▶ **Requirement**
Using the records below, transcribe word for word the stretch from the line that contains "filename src/cli/dispatch/mod.rs" through the line that contains "missing or inconsistent.", both end lines included, and nothing else.

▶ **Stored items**
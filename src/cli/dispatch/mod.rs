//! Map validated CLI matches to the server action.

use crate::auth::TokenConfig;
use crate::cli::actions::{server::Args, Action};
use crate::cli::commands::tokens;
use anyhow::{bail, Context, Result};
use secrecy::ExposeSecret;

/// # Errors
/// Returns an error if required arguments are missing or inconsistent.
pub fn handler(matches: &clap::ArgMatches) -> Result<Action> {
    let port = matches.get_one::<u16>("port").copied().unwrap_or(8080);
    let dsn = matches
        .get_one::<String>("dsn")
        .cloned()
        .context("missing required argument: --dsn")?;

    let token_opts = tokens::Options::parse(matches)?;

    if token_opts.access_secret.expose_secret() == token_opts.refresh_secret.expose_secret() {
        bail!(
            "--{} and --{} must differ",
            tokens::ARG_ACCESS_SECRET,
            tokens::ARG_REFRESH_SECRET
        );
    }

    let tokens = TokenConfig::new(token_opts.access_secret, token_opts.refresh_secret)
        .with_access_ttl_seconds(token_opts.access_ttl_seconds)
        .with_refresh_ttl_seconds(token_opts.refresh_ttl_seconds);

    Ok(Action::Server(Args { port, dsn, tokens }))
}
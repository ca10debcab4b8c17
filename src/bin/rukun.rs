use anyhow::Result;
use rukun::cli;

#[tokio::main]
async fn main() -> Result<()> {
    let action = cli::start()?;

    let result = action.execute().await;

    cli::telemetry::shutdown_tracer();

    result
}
==
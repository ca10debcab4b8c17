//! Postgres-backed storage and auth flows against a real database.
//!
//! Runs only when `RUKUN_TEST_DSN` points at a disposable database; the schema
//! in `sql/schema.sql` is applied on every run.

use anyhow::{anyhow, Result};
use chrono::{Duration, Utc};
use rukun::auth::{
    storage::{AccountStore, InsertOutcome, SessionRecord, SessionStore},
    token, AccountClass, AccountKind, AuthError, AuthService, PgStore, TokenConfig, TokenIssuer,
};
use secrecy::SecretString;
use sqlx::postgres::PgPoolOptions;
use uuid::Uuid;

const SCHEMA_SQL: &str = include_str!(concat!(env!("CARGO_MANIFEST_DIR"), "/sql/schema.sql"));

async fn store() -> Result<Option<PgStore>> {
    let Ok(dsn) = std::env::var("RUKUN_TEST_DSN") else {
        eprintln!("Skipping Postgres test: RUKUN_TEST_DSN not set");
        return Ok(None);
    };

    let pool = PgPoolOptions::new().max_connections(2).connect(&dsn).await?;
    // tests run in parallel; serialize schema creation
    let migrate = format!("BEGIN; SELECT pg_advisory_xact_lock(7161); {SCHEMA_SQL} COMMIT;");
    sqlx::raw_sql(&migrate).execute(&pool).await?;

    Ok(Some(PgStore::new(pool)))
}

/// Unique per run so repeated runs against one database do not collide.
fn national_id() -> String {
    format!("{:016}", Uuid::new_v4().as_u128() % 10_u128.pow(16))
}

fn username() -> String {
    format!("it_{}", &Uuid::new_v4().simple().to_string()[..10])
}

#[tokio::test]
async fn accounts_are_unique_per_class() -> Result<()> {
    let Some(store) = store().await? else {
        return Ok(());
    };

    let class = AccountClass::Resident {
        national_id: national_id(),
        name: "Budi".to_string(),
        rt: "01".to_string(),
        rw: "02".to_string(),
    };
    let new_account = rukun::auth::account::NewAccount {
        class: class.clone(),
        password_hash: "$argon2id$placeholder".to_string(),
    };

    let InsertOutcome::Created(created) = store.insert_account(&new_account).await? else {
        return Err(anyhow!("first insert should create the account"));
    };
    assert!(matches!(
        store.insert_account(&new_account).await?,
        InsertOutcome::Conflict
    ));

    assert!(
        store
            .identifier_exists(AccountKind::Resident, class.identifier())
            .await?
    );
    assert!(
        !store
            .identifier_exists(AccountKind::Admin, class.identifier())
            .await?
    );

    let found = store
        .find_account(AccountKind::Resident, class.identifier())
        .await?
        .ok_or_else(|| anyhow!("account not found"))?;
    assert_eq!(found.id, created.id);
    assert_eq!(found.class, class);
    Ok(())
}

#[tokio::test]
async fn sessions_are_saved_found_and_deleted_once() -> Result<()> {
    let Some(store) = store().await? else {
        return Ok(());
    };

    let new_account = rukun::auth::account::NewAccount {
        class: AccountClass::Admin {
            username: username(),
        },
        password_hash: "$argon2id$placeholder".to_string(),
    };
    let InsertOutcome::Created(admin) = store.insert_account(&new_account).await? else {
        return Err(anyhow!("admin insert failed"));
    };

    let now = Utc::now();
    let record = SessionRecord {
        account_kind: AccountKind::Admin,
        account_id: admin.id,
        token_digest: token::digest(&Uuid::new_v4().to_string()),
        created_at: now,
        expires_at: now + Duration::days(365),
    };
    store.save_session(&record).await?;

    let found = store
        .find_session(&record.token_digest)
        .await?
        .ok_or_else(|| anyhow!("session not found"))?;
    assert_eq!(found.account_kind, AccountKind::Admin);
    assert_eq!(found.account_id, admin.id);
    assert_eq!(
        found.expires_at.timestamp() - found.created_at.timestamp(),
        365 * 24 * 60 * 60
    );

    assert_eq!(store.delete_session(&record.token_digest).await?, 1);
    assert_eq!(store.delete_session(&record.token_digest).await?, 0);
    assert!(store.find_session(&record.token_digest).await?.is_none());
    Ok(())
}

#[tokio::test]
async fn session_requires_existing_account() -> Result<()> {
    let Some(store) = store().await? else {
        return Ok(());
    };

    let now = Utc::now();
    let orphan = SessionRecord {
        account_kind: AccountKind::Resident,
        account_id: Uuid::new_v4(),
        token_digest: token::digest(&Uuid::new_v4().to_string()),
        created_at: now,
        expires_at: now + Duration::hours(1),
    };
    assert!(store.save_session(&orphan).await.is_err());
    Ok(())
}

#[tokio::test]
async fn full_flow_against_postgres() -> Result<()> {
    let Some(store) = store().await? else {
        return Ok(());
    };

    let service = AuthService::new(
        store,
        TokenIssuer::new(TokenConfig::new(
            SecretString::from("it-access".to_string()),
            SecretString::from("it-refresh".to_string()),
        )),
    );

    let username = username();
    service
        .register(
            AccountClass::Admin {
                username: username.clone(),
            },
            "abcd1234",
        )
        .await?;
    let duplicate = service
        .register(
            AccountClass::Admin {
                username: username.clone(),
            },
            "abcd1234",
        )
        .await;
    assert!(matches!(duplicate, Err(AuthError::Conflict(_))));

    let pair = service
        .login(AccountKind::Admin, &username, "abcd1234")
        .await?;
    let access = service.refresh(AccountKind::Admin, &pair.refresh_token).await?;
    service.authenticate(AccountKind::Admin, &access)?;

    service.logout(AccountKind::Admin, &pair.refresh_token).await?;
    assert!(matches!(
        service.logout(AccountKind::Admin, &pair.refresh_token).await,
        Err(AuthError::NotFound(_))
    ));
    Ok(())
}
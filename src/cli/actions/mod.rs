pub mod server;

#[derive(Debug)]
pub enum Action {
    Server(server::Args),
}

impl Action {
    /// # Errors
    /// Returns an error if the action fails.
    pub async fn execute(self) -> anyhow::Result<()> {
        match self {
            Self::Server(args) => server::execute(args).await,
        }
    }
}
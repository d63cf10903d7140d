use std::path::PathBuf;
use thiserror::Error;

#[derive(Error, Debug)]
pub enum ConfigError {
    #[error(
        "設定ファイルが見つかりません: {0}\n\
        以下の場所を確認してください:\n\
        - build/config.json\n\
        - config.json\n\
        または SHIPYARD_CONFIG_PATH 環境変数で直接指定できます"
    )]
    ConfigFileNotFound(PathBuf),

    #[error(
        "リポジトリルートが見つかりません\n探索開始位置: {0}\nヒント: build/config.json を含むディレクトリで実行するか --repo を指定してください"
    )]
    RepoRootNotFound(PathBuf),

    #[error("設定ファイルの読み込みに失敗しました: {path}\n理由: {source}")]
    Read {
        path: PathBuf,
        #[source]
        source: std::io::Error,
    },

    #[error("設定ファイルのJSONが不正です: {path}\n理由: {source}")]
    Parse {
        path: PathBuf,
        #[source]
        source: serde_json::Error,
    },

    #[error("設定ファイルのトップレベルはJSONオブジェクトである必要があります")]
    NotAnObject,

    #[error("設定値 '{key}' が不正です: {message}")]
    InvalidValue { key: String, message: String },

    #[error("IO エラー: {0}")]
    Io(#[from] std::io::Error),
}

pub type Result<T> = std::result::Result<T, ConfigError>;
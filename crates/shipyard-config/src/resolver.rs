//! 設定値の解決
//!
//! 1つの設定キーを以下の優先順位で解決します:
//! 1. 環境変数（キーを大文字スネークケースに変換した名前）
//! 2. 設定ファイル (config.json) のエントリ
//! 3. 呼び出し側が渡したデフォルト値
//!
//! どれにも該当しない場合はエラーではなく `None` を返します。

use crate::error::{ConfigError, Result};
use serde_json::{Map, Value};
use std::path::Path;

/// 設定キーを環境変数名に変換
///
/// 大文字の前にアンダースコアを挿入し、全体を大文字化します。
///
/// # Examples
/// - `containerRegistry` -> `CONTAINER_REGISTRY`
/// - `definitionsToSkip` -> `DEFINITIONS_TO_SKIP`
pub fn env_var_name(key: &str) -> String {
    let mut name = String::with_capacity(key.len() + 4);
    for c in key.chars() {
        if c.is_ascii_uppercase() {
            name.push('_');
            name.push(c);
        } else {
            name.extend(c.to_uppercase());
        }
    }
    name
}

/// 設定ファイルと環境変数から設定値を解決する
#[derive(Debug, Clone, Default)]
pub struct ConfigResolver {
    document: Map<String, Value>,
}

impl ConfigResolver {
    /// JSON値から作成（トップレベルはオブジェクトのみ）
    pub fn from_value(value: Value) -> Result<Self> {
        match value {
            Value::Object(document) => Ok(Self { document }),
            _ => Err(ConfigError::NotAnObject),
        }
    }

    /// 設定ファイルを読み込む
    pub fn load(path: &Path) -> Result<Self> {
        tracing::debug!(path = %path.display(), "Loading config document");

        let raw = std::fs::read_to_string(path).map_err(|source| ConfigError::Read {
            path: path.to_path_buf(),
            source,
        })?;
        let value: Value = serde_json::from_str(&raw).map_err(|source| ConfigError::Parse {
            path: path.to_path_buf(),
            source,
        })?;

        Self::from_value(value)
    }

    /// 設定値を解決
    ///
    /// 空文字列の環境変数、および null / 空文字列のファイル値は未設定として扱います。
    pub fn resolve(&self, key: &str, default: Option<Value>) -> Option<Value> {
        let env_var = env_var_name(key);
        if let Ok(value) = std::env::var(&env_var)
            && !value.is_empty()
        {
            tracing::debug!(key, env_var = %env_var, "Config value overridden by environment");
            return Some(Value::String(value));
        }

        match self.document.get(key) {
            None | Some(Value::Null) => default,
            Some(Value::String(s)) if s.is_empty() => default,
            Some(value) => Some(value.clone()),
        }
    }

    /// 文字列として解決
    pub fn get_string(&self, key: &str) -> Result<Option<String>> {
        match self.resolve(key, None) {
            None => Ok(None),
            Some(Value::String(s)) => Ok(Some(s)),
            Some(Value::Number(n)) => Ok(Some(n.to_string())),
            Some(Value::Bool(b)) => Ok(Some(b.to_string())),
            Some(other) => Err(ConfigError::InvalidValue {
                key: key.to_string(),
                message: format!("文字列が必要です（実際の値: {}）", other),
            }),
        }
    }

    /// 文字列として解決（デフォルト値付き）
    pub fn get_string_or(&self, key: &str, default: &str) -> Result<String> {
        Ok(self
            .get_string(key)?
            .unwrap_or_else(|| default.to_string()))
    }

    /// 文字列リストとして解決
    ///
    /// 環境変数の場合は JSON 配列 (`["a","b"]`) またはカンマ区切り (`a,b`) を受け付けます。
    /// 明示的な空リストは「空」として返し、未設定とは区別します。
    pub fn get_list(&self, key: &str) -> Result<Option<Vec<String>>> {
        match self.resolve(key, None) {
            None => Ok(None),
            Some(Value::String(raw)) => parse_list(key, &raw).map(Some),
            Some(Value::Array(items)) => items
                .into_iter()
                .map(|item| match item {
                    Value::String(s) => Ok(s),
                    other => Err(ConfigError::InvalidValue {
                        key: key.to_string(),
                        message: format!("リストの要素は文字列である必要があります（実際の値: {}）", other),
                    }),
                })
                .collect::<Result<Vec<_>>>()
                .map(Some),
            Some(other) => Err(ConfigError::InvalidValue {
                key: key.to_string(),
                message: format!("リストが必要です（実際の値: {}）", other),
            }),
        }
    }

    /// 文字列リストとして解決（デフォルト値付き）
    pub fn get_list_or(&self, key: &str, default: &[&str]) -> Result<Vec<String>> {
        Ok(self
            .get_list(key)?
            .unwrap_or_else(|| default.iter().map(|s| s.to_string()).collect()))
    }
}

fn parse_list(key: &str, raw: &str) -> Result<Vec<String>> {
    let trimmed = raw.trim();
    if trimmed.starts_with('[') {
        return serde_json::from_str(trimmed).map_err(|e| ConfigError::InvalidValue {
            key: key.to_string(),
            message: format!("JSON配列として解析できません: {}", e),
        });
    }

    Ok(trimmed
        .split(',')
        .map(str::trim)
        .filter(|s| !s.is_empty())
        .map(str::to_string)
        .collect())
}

▶ **Answer space**
filename src/cli/dispatch/mod.rs
//! Map validated CLI matches to the server action.

use crate::auth::TokenConfig;
use crate::cli::actions::{server::Args, Action};
use crate::cli::commands::tokens;
use anyhow::{bail, Context, Result};
use secrecy::ExposeSecret;

/// # Errors
/// Returns an error if required arguments are missing or inconsistent.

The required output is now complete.